Michael Baden, a former chief medical examiner of New York City and a high-profile pathologisttold Fox News that it’s reasonable to include people with the virus, who also had other health issues, in the count.

“In the normal course, autopsies would then determine whether the person died of the effects of the COVID virus, whether the person had a brain tumor or brain hemorrhage for example that might be unrelated to it and what the relative significance of both the infection and the pre-existing disease is,” he said. Even if the number of autopsies being conducted are low because of concerns of infection, he said, “then you will include in those numbers some people who did have a pre-existing condition that would have caused death anyway, but that’s probably a small number.”

Likewise, Marc Lipsitch, a professor of epidemiology at Harvard University, told us in an email: “There are going to be some people who die of something else, happen to have COVID and get tested, and get counted as COVID deaths but would die anyway.
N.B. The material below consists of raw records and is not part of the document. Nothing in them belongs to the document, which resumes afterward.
//! Environment-driven server configuration.
//!
//! Everything is read once at startup. Unset or blank variables fall back to
//! defaults; a value that is set but cannot be parsed is an error, so a typo
//! in `PORT` fails loudly instead of silently binding elsewhere.

use std::path::PathBuf;
use std::str::FromStr;
use std::time::Duration;

use thiserror::Error;
use valor_openai::config::{self as provider_defaults, ProviderConfig};
use valor_storage::store::DEFAULT_CAPACITY;

pub const DEFAULT_PORT: u16 = 8080;
pub const DEFAULT_HOST: &str = "0.0.0.0";
pub const DEFAULT_FLUSH_INTERVAL: Duration = Duration::from_secs(30);
pub const DEFAULT_ASSISTANT_NAME: &str = "Valor";
pub const DEFAULT_TAGLINE: &str = "Your loyal AI companion with full memory";
pub const DEFAULT_SYSTEM_PROMPT: &str = "You are Valor, an advanced AI assistant and loyal \
companion. You remember the whole conversation and are proactive, intelligent, and dedicated \
to helping your user, whom you call 'Commander'. You can analyze images and answer by voice. \
Always keep your personality as a loyal AI partner.";

#[derive(Debug, Error)]
pub enum ConfigError {
    #[error("invalid value for {key}: {value:?} ({reason})")]
    Invalid {
        key: &'static str,
        value: String,
        reason: String,
    },
}

#[derive(Debug, Clone)]
pub struct ServerConfig {
    pub host: String,
    pub port: u16,
    pub provider: ProviderConfig,
    pub system_prompt: String,
    pub assistant_name: String,
    pub tagline: String,
    pub session_capacity: usize,
    /// `None` disables snapshot persistence.
    pub snapshot_path: Option<PathBuf>,
    pub flush_interval: Duration,
    pub log_json: bool,
}

impl ServerConfig {
    pub fn from_env() -> Result<Self, ConfigError> {
        Self::from_lookup(|key| std::env::var(key).ok())
    }

    /// Build from an arbitrary key lookup. `from_env` passes `std::env::var`.
    pub fn from_lookup(lookup: impl Fn(&str) -> Option<String>) -> Result<Self, ConfigError> {
        let get = |key: &str| lookup(key).map(|v| v.trim().to_string()).filter(|v| !v.is_empty());

        let provider = ProviderConfig {
            api_key: get("OPENAI_API_KEY"),
            base_url: get("OPENAI_BASE_URL")
                .map(|u| u.trim_end_matches('/').to_string())
                .unwrap_or_else(|| provider_defaults::DEFAULT_BASE_URL.to_string()),
            model: get("OPENAI_MODEL")
                .unwrap_or_else(|| provider_defaults::DEFAULT_MODEL.to_string()),
            max_tokens: parse(&get, "OPENAI_MAX_TOKENS", provider_defaults::DEFAULT_MAX_TOKENS)?,
            temperature: parse(
                &get,
                "OPENAI_TEMPERATURE",
                provider_defaults::DEFAULT_TEMPERATURE,
            )?,
            tts_model: get("OPENAI_TTS_MODEL")
                .unwrap_or_else(|| provider_defaults::DEFAULT_TTS_MODEL.to_string()),
            tts_voice: get("OPENAI_TTS_VOICE")
                .unwrap_or_else(|| provider_defaults::DEFAULT_TTS_VOICE.to_string()),
            timeout: Duration::from_secs(parse(
                &get,
                "UPSTREAM_TIMEOUT_SECS",
                provider_defaults::DEFAULT_TIMEOUT.as_secs(),
            )?),
        };

        if !(0.0..=2.0).contains(&provider.temperature) {
            return Err(invalid(
                "OPENAI_TEMPERATURE",
                provider.temperature.to_string(),
                "must be between 0 and 2",
            ));
        }
        if provider.max_tokens == 0 {
            return Err(invalid("OPENAI_MAX_TOKENS", "0".into(), "must be positive"));
        }
        if provider.timeout.is_zero() {
            return Err(invalid("UPSTREAM_TIMEOUT_SECS", "0".into(), "must be positive"));
        }

        let session_capacity = parse(&get, "VALOR_SESSION_CAPACITY", DEFAULT_CAPACITY)?;
        if session_capacity == 0 {
            return Err(invalid("VALOR_SESSION_CAPACITY", "0".into(), "must be positive"));
        }

        let flush_secs = parse(&get, "VALOR_FLUSH_INTERVAL_SECS", DEFAULT_FLUSH_INTERVAL.as_secs())?;
        if flush_secs == 0 {
            return Err(invalid("VALOR_FLUSH_INTERVAL_SECS", "0".into(), "must be positive"));
        }

        Ok(Self {
            host: get("HOST").unwrap_or_else(|| DEFAULT_HOST.to_string()),
            port: parse(&get, "PORT", DEFAULT_PORT)?,
            provider,
            system_prompt: get("VALOR_SYSTEM_PROMPT")
                .unwrap_or_else(|| DEFAULT_SYSTEM_PROMPT.to_string()),
            assistant_name: get("VALOR_ASSISTANT_NAME")
                .unwrap_or_else(|| DEFAULT_ASSISTANT_NAME.to_string()),
            tagline: get("VALOR_TAGLINE").unwrap_or_else(|| DEFAULT_TAGLINE.to_string()),
            session_capacity,
            snapshot_path: get("VALOR_SNAPSHOT_PATH").map(PathBuf::from),
            flush_interval: Duration::from_secs(flush_secs),
            log_json: matches!(
                get("VALOR_LOG_JSON").as_deref(),
                Some("1" | "true" | "yes")
            ),
        })
    }

    pub fn listen_addr(&self) -> String {
        format!("{}:{}", self.host, self.port)
    }
}

fn parse<T>(
    get: &impl Fn(&str) -> Option<String>,
    key: &'static str,
    default: T,
) -> Result<T, ConfigError>
where
    T: FromStr,
    T::Err: std::fmt::Display,
{
    match get(key) {
        Some(raw) => raw
            .parse()
            .map_err(|e: T::Err| invalid(key, raw.clone(), e.to_string())),
        None => Ok(default),
    }
}

fn invalid(key: &'static str, value: String, reason: impl Into<String>) -> ConfigError {
    ConfigError::Invalid {
        key,
        value,
        reason: reason.into(),
    }
}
It would be wrong to say that number is zero. However given current testing shortages and protocols, the number of such cases will be small.”

“A greater issue is errors in the other direction — deaths caused by COVID that are not counted as such,” he said.

Lipsitch cited at least two reasons for that underreporting: Someone having and dying from clear COVID-19 respiratory symptoms but never being tested (especially early in the epidemic, when tests were scarce). Or, he said, someone dying from causes, such as a heart attack or stroke, triggered by the infection — with no one ever suspecting or testing for the disease.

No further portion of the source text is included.